(Stored data)
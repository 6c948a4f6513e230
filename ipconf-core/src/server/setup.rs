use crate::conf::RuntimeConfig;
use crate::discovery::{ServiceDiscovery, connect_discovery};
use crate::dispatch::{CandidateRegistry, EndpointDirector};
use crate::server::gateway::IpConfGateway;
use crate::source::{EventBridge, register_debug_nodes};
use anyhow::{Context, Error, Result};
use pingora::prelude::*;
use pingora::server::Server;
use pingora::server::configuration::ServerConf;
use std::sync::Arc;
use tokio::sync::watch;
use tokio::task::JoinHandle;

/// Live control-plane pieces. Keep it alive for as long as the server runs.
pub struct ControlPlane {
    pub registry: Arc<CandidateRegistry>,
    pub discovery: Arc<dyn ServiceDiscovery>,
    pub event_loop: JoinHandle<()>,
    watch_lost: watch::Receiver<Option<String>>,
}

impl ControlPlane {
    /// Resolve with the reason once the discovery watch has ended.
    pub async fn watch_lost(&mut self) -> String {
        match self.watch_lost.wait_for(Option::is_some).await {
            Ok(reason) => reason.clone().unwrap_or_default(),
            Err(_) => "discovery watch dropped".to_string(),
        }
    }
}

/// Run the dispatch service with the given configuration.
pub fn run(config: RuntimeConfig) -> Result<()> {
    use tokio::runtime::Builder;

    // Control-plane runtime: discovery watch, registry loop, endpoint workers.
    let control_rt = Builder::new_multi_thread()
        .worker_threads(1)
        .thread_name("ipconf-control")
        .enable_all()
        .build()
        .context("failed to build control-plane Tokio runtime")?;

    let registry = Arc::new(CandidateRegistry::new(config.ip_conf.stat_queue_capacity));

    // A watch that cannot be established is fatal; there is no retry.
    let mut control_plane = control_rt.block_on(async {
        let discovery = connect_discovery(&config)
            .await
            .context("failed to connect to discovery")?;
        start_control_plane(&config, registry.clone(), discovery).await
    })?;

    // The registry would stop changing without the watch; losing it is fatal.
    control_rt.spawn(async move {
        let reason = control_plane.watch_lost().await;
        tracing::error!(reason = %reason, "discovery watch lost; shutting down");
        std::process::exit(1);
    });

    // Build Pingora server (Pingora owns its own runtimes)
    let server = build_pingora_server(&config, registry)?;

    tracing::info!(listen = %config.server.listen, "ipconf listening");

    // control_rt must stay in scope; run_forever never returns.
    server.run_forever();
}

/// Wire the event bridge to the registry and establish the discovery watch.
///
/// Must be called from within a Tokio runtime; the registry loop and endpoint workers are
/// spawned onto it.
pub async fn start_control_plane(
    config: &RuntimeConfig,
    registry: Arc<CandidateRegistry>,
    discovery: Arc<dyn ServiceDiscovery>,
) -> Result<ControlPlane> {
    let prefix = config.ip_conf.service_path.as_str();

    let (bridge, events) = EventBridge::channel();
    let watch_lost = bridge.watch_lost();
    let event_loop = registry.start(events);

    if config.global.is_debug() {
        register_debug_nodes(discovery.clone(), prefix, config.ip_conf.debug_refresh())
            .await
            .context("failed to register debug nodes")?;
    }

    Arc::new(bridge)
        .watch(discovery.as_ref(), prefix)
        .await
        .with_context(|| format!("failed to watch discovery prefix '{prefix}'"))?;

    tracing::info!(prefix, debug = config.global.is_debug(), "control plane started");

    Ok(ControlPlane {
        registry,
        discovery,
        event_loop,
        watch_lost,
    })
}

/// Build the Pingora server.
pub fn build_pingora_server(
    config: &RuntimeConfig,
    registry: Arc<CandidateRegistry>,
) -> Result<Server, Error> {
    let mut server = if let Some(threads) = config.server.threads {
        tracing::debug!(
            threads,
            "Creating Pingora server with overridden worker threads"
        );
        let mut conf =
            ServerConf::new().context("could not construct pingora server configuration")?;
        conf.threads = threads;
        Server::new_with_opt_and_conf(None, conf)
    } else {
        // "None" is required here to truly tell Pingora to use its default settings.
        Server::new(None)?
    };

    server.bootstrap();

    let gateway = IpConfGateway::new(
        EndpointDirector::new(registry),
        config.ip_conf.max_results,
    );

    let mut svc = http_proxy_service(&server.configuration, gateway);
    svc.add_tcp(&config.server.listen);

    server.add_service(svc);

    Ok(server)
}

* * *

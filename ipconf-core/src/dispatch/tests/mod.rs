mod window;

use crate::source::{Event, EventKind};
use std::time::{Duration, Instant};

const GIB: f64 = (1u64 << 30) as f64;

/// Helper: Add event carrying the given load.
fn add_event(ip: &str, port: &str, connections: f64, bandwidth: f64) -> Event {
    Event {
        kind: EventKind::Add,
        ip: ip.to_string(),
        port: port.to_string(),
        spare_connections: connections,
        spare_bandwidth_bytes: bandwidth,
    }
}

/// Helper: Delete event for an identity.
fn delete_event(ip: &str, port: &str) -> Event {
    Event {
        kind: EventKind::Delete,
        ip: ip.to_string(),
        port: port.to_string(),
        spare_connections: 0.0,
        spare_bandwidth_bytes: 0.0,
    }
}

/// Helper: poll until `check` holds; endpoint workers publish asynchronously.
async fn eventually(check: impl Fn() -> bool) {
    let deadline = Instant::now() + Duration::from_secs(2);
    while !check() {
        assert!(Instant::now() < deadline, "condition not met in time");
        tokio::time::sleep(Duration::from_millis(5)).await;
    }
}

* * *

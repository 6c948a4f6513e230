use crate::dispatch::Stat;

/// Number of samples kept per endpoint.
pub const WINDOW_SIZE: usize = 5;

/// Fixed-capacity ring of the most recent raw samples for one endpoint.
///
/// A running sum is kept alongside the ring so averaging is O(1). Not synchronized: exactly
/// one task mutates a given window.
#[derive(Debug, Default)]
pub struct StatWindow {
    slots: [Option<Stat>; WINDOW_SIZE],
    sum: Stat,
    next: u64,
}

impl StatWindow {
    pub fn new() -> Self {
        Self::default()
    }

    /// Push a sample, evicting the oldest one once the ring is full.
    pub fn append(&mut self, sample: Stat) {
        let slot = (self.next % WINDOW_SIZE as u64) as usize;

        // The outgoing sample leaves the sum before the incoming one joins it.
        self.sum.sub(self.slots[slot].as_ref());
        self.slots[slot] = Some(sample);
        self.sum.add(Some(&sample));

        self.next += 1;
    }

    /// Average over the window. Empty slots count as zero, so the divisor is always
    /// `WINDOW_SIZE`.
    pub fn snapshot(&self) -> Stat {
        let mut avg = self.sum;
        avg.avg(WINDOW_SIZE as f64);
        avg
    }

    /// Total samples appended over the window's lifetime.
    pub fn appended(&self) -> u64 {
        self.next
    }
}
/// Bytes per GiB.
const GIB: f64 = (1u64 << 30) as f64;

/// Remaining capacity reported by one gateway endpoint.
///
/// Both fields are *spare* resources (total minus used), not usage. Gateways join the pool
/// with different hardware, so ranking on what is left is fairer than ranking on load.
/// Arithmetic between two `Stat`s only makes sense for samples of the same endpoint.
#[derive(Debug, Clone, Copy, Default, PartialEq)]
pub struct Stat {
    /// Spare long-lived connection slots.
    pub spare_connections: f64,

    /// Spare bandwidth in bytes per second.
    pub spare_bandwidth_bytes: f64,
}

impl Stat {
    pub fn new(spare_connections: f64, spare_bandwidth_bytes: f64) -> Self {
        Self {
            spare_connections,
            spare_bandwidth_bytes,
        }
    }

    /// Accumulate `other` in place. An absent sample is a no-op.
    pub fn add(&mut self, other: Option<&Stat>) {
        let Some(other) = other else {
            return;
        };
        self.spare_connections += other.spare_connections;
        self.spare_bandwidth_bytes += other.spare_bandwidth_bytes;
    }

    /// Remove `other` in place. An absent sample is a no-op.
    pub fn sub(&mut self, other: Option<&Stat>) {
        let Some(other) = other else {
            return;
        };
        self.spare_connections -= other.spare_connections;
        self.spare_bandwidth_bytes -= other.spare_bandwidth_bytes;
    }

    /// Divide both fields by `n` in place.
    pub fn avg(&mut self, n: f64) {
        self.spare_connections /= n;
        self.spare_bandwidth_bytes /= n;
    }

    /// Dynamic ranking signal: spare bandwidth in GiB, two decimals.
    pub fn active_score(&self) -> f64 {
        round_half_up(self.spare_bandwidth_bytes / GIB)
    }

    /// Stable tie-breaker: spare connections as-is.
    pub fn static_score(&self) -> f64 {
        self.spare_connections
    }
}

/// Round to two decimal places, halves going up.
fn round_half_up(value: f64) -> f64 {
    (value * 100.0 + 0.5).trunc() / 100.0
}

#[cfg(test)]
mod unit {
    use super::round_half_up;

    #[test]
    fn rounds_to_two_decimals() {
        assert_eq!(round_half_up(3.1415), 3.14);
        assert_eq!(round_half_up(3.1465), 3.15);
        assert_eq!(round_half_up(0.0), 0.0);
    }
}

*Work to complete:* Return every line from the records above that holds the word "load".

*Output for this exercise:*
/// Helper: Add event carrying the given load.
/// with different hardware, so ranking on what is left is fairer than ranking on load.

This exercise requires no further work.